━━ Entries shown

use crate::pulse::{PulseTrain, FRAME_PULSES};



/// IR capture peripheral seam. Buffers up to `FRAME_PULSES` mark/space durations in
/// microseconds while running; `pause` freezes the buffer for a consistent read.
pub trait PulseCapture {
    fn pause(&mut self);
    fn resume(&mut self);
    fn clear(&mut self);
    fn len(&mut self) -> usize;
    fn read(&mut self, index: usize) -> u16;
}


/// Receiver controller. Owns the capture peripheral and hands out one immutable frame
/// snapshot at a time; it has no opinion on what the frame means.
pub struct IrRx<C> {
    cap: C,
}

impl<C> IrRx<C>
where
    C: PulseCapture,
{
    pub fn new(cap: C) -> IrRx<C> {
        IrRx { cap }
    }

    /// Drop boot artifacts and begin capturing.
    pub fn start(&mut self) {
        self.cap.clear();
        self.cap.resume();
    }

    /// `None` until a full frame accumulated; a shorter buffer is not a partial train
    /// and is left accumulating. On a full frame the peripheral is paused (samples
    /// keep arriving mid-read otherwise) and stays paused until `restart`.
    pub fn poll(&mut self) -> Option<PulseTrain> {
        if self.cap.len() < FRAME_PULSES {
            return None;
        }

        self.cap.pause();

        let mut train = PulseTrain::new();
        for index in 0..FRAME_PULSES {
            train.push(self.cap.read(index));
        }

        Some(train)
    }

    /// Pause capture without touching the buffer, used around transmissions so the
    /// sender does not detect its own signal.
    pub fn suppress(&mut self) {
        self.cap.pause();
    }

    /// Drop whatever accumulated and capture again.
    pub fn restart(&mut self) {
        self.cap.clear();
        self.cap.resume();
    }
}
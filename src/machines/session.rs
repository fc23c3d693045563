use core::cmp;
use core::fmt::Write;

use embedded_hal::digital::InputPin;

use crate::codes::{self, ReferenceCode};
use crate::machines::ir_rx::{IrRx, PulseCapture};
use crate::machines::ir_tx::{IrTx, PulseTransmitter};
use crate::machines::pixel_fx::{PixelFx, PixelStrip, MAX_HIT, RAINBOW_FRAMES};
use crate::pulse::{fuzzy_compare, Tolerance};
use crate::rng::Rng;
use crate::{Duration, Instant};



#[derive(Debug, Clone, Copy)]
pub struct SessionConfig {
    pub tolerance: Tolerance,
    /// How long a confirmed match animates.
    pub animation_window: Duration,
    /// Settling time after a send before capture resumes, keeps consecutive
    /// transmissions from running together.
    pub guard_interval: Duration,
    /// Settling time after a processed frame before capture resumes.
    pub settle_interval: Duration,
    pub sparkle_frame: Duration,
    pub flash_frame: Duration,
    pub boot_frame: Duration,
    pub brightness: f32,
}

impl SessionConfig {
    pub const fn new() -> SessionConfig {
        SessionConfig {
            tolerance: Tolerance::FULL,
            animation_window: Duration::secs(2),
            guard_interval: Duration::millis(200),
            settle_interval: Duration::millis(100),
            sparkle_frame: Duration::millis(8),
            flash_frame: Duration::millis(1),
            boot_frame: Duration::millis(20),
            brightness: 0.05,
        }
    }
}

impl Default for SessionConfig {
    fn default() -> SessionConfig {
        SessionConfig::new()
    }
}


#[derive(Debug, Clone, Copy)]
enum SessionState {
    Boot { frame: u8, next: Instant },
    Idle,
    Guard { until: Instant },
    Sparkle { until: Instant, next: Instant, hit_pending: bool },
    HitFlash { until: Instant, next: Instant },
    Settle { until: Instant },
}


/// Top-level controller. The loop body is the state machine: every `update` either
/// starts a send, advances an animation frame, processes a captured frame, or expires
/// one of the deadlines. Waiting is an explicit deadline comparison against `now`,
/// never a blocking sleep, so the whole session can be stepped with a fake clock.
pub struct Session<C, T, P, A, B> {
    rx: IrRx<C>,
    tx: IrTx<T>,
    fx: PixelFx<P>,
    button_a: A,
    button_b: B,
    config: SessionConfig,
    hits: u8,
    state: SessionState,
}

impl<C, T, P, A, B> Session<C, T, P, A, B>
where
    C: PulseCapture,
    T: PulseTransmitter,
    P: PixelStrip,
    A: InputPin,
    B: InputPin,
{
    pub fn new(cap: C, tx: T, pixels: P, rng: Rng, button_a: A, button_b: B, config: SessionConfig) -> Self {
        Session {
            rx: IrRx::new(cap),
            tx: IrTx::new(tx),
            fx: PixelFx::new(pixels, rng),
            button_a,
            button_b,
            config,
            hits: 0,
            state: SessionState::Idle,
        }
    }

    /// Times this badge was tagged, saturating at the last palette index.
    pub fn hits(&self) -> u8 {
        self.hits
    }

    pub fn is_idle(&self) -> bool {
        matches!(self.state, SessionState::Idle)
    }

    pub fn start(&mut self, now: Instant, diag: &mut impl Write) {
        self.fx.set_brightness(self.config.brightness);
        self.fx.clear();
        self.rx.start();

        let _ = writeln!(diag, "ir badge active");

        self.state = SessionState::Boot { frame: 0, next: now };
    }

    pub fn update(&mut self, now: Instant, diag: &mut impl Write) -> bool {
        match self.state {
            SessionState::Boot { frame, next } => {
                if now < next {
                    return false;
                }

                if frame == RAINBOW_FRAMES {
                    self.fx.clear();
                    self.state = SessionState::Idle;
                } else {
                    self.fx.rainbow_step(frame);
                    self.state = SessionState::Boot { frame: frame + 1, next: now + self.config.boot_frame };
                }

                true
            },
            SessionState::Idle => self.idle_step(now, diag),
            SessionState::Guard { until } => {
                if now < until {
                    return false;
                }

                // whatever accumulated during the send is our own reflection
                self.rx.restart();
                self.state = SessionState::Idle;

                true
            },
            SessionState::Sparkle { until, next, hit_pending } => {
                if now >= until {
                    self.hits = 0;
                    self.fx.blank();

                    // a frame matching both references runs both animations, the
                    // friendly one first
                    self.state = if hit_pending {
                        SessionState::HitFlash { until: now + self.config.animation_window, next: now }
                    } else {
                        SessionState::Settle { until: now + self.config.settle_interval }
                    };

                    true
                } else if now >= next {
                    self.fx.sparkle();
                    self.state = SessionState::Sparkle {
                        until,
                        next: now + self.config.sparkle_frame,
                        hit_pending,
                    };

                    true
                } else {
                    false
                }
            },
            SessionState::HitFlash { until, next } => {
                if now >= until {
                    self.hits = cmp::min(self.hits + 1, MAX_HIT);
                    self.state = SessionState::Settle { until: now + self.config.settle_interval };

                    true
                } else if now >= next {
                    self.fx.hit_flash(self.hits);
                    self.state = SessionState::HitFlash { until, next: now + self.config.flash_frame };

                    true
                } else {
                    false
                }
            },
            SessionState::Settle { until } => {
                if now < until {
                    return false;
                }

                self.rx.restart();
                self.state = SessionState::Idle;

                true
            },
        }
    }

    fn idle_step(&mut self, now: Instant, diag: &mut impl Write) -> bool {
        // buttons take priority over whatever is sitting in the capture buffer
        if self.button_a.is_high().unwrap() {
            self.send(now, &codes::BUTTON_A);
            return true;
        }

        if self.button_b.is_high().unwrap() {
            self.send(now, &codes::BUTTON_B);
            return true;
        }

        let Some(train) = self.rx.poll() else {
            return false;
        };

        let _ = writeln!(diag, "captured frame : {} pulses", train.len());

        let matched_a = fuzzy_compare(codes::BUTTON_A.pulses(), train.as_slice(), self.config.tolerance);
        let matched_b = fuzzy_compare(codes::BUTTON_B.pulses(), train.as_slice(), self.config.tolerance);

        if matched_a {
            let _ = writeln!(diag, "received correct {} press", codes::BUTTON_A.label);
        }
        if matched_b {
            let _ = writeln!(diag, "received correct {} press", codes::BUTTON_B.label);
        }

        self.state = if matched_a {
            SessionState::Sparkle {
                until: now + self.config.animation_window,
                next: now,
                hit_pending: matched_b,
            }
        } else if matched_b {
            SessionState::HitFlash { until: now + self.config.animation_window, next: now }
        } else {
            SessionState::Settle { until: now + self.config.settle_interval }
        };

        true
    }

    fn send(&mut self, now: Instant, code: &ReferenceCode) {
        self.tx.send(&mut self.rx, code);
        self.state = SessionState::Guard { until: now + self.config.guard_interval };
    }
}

━━━━

Go through the listing and copy each line with the string "usize".

    fn len(&mut self) -> usize;
    fn read(&mut self, index: usize) -> u16;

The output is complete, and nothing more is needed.